Nox3 regulation by NOXO1, p47phox, and p67phox

gp91(phox) (Nox2), the catalytic subunit of the superoxide-generating respiratory burst oxidase, is regulated by subunits p47(phox) and p67(phox). Nox1, a homolog of gp91(phox), is regulated by NOXO1 and NOXA1, homologs of p47(phox) and p67(phox), respectively. For both Nox1 and gp91(phox), an organizer protein (NOXO1 or p47(phox)) cooperates with an activator protein (NOXA1 or p67(phox)) to regulate the catalytic subunit. Herein, we investigate the subunit regulation of Nox3 compared with that of other Nox enzymes. Nox3, like gp91(phox), was activated by p47(phox) plus p67(phox). Whereas gp91(phox) activity required the protein kinase C activator phorbol myristate acetate (PMA), Nox3 activity was already high without PMA, but was further stimulated approximately 30% by PMA. gp91(phox) was also activated by NOXO1/NOXA1 and required PMA for high activity. gp91(phox) regulation required an intact activation domain in the activator protein, as neither p67(phox)(V204A) nor NOXA1(V205A) were effective.
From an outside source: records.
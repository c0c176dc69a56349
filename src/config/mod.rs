//! Configuration management subsystem.
//!
//! # Data Flow
//! ```text
//! optional config file (TOML)
//!     → loader.rs (parse & deserialize)
//!     → validation.rs (semantic checks)
//!     → ServerConfig (validated, immutable)
//!     → consumed once at startup by main
//! ```
//!
//! # Design Decisions
//! - Config is immutable once loaded; changes require a restart
//! - All fields have defaults, so no file is needed at all
//! - Validation separates syntactic (serde) from semantic checks

pub mod loader;
pub mod schema;
pub mod validation;

pub use loader::{load_config, ConfigError};
pub use schema::{
    ListenerConfig, LogFormat, ObservabilityConfig, ServerConfig, ShutdownConfig, StoreConfig,
    TimeoutConfig,
};
pub use validation::{validate_config, ValidationError};
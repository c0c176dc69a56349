//! Network layer subsystem.
//!
//! # Data Flow
//! ```text
//! ListenerConfig
//!     → listener.rs (parse address, bind)
//!     → TcpListener handed to the HTTP server, which owns it
//!       until the accept loop stops on shutdown
//! ```

pub mod listener;

pub use listener::{bind, ListenerError};
//! Endpoint handlers.

use axum::{
    extract::{Query, State},
    http::StatusCode,
    response::Response,
};

use crate::http::request::{AddParams, GetParams, NameParams, QueryPairs};
use crate::http::response::{self, ApiError, Message};
use crate::http::server::AppState;
use crate::observability::metrics;
use crate::store::Insertion;

/// `GET /`: liveness greeting.
pub async fn hello() -> Result<Response, ApiError> {
    response::json(StatusCode::OK, &Message::new("Hello"))
}

/// `GET /name?q=`: greet by name. An empty name is allowed.
pub async fn greet(Query(query): Query<QueryPairs>) -> Result<Response, ApiError> {
    let params = NameParams::from(query);
    response::json(StatusCode::OK, &Message::new(format!("Hello {}!", params.q)))
}

/// `GET /add?k=&v=`: store `v` under `k` unless `k` already holds a value.
pub async fn add(
    State(state): State<AppState>,
    Query(query): Query<QueryPairs>,
) -> Result<Response, ApiError> {
    let params = AddParams::from(query);
    if params.k.is_empty() {
        return Err(ApiError::MissingKey);
    }

    match state.store.insert_if_absent(params.k.clone(), params.v).await {
        Insertion::Inserted => {
            tracing::debug!(key = %params.k, "Entry added");
            metrics::record_store_op("add", "inserted");
            Ok(response::text(StatusCode::OK, "Data successfully added"))
        }
        Insertion::Occupied { .. } => {
            tracing::debug!(key = %params.k, "Add rejected, key occupied");
            metrics::record_store_op("add", "conflict");
            Ok(response::text(
                StatusCode::CONFLICT,
                format!(
                    "This key:{} exists, try a different key or delete the existing key!",
                    params.k
                ),
            ))
        }
    }
}

/// `GET /get?k=`: fetch the value stored under `k`.
pub async fn get(
    State(state): State<AppState>,
    Query(query): Query<QueryPairs>,
) -> Result<Response, ApiError> {
    let params = GetParams::from(query);
    if params.k.is_empty() {
        return Err(ApiError::MissingKey);
    }

    match state.store.get(&params.k).await {
        Some(value) => {
            metrics::record_store_op("get", "found");
            response::json(StatusCode::OK, &Message::new(value))
        }
        None => {
            metrics::record_store_op("get", "missing");
            Ok(response::text(
                StatusCode::NOT_FOUND,
                format!("Key: '{}' doesn't exist", params.k),
            ))
        }
    }
}
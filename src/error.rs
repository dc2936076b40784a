//! Error kinds surfaced by the ingestion pipeline

use thiserror::Error;

/// Errors that abort a refresh attempt.
///
/// Per-cell anomalies never reach this type; they degrade to field defaults
/// inside the record mapper.
#[derive(Debug, Clone, PartialEq, Eq, Error)]
pub enum IngestError {
    /// Network or transport failure, or a non-success HTTP status
    #[error("fetch failed for {url}: {reason}")]
    FetchFailed { url: String, reason: String },

    /// Download link missing from the landing page, or not usable
    #[error("download link not found: {0}")]
    LinkNotFound(String),

    /// Link found but its text carries no publish date
    #[error("publish date not found in link text {0:?}")]
    DateNotFound(String),

    /// Workbook cannot be decoded or lacks the requested sheet
    #[error("malformed document: {0}")]
    MalformedDocument(String),

    /// Category has no configured sheet/TTL mapping
    #[error("unknown category: {0}")]
    UnknownCategory(String),
}

impl IngestError {
    pub(crate) fn fetch(url: impl Into<String>, reason: impl ToString) -> Self {
        Self::FetchFailed {
            url: url.into(),
            reason: reason.to_string(),
        }
    }
}

/// Result type for pipeline operations
pub type IngestResult<T> = Result<T, IngestError>;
In contrast, p67(phox)(V204A) was effective (along with p47(phox)) in activating Nox3. Unexpectedly, Nox3 was strongly activated by NOXO1 in the absence of NOXA1 or p67(phox). Nox3 activity was regulated by PMA only when p47(phox) but not NOXO1 was present, consistent with the phosphorylation-regulated autoinhibitory region in p47(phox) but not in NOXO1. Deletion of the autoinhibitory region from p47(phox) rendered this subunit highly active in the absence of PMA toward both gp91(phox) and Nox3, and high activity required an activator subunit. The unique regulation of Nox3 supports a model in which multiple interactions with regulatory subunits stabilize an active conformation of the catalytic subunit.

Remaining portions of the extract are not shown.